Photo by Andy Takakjian



Orange County's eccentric Bazooka tampers with expectations

By Nicky Baxter

UNTIL BAZOOKA came along, heavy-metal jazz sans guitar seemed like an oxymoron. Perhaps the punk-fueled mauling the trio inflicted on the genre can be attributed to the cultural miasma that is Orange County. Tenor player Tony Atherton's over-the-top squawking commanded attention, and bassist Bill Crawford and drummer Vince Meghrouni weren't just hanging around for the ride; they knew how to swing. In December 1994, Atherton left the group; shortly thereafter, Crawford bailed as well (he's now a screenwriter). The two have been replaced by bassist Steve Reed, keyboard player Don Carroll and guitarist Jeremy Keller.

The quartet's music is more accessible to noneggheads as a result, but as Poor Mr. Rockstar, Bazooka's latest release, makes explicit, the band hasn't forsaken its eccentric roots.
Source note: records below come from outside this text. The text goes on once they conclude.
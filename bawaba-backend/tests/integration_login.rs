use std::sync::Arc;

use axum::body::Bytes;
use axum::extract::Extension;
use axum::http::StatusCode;
use axum::response::{IntoResponse, Response};

use bawaba_backend::handlers::auth::login::login;
use bawaba_backend::messages::{Locale, MessageCatalog};
use bawaba_backend::state::AppState;
use bawaba_db::{create_pool, DbConnectionConfig, StoreError, UserRecord, UserStore};

async fn seeded_state(locale: Locale) -> Arc<AppState> {
    // In-memory sqlite pool with the users schema from migrations
    let config = DbConnectionConfig::new("sqlite::memory:");
    let pool = create_pool(&config).await.expect("create pool");
    bawaba_migrations::sqlite_migrator()
        .run(&pool)
        .await
        .expect("migrate");

    sqlx::query("INSERT INTO users (username, password) VALUES (?, ?)")
        .bind("alice")
        .bind("secret1")
        .execute(&pool)
        .await
        .expect("seed alice");

    Arc::new(AppState::from_pool(pool, MessageCatalog::new(locale)))
}

async fn call_login(state: Arc<AppState>, body: &str) -> Response {
    match login(Extension(state), Bytes::from(body.to_string())).await {
        Ok(resp) => resp,
        Err(err) => err.into_response(),
    }
}

async fn body_json(resp: Response) -> serde_json::Value {
    let bytes = axum::body::to_bytes(resp.into_body(), usize::MAX)
        .await
        .expect("read body");
    serde_json::from_slice(&bytes).expect("json body")
}

#[tokio::test]
async fn correct_credentials_succeed() {
    let state = seeded_state(Locale::English).await;

    let resp = call_login(state, r#"{"username":"alice","password":"secret1"}"#).await;
    assert_eq!(resp.status(), StatusCode::OK);

    let body = body_json(resp).await;
    assert_eq!(body["message"], "login succeeded");
    assert_eq!(body["user"]["username"], "alice");
    // The stored password must never be echoed back.
    assert!(body["user"].get("password").is_none());
    assert!(body.get("password").is_none());
}

#[tokio::test]
async fn wrong_password_is_unauthorized() {
    let state = seeded_state(Locale::English).await;

    let resp = call_login(state, r#"{"username":"alice","password":"wrong"}"#).await;
    assert_eq!(resp.status(), StatusCode::UNAUTHORIZED);

    let body = body_json(resp).await;
    assert_eq!(body["message"], "incorrect password");
    assert!(body.get("user").is_none());
}

#[tokio::test]
async fn unknown_username_is_unauthorized() {
    let state = seeded_state(Locale::English).await;

    let resp = call_login(state, r#"{"username":"bob","password":"x"}"#).await;
    assert_eq!(resp.status(), StatusCode::UNAUTHORIZED);

    let body = body_json(resp).await;
    assert_eq!(body["message"], "invalid username");
    assert!(body.get("user").is_none());
}

#[tokio::test]
async fn missing_or_empty_fields_are_bad_requests() {
    let state = seeded_state(Locale::English).await;

    for body in [
        r#"{"username":"","password":"x"}"#,
        r#"{"username":"alice","password":""}"#,
        r#"{"username":"alice"}"#,
        r#"{"password":"secret1"}"#,
        r#"{}"#,
    ] {
        let resp = call_login(state.clone(), body).await;
        assert_eq!(resp.status(), StatusCode::BAD_REQUEST, "body: {body}");

        let json = body_json(resp).await;
        assert_eq!(json["message"], "username and password are required");
        assert!(json.get("user").is_none());
    }
}

#[tokio::test]
async fn malformed_body_is_a_bad_request_not_a_crash() {
    let state = seeded_state(Locale::English).await;

    // The array case carries the seeded credentials positionally; it must
    // still be rejected before any lookup happens.
    for body in [
        "not json at all",
        r#"["alice","secret1"]"#,
        "[1,2,3]",
        "null",
        "",
    ] {
        let resp = call_login(state.clone(), body).await;
        assert_eq!(resp.status(), StatusCode::BAD_REQUEST, "body: {body:?}");

        let json = body_json(resp).await;
        assert_eq!(json["message"], "username and password are required");
    }
}

#[tokio::test]
async fn login_is_idempotent() {
    let state = seeded_state(Locale::English).await;

    for _ in 0..3 {
        let resp = call_login(state.clone(), r#"{"username":"alice","password":"secret1"}"#).await;
        assert_eq!(resp.status(), StatusCode::OK);
        let body = body_json(resp).await;
        assert_eq!(body["message"], "login succeeded");
    }

    // A failure in between does not change subsequent outcomes.
    let resp = call_login(state.clone(), r#"{"username":"alice","password":"wrong"}"#).await;
    assert_eq!(resp.status(), StatusCode::UNAUTHORIZED);

    let resp = call_login(state, r#"{"username":"alice","password":"secret1"}"#).await;
    assert_eq!(resp.status(), StatusCode::OK);
}

#[tokio::test]
async fn arabic_catalog_is_served_verbatim() {
    let state = seeded_state(Locale::Arabic).await;

    let resp = call_login(state.clone(), r#"{"username":"alice","password":"wrong"}"#).await;
    assert_eq!(resp.status(), StatusCode::UNAUTHORIZED);
    let body = body_json(resp).await;
    assert_eq!(body["message"], "كلمة المرور غير صحيحة");

    let resp = call_login(state, r#"{"username":"alice","password":"secret1"}"#).await;
    assert_eq!(resp.status(), StatusCode::OK);
    let body = body_json(resp).await;
    assert_eq!(body["message"], "تم تسجيل الدخول بنجاح");
    assert_eq!(body["user"]["username"], "alice");
}

struct FailingStore;

#[async_trait::async_trait]
impl UserStore for FailingStore {
    async fn find_by_username(&self, _username: &str) -> Result<Option<UserRecord>, StoreError> {
        Err(StoreError::Unavailable("store offline".into()))
    }
}

#[tokio::test]
async fn store_failure_is_a_server_error_not_unauthorized() {
    let state = Arc::new(AppState::new(
        Arc::new(FailingStore),
        MessageCatalog::new(Locale::English),
    ));

    let resp = call_login(state.clone(), r#"{"username":"alice","password":"secret1"}"#).await;
    assert_eq!(resp.status(), StatusCode::INTERNAL_SERVER_ERROR);

    // Validation failures never reach the store, so they still answer 400.
    let resp = call_login(state, r#"{"username":"","password":""}"#).await;
    assert_eq!(resp.status(), StatusCode::BAD_REQUEST);
}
The difference is that those roots branch off into funkier terrain--like Herbie Hancock's Headhunters on acid. "Pissums," for instance, has Hancock's signature all over it. Carroll can't touch the jazz legend's technical facility, but he compensates with some genuinely skewed comping.

"Bunny, Little Bunny" is more amorphous, with Meghrouni's drums tampering with time, caressing rather than bombing away. Here, Keller's guitar and Reed's bass swap positions, with the former punctuating the tune with staccato jabs, leaving the latter to throb and buzz unrestrained by beat-keeping duties. Clearly, Bazooka is still intent on shattering the boundaries between improvisational-music extremism and rock & roll convention. By adding keyboards and guitar, Bazookaville doesn't seem so bizarre from the outside, but that's all part of the plan; once inside, visitors discover that Bazooka's world is like no place they've ever been.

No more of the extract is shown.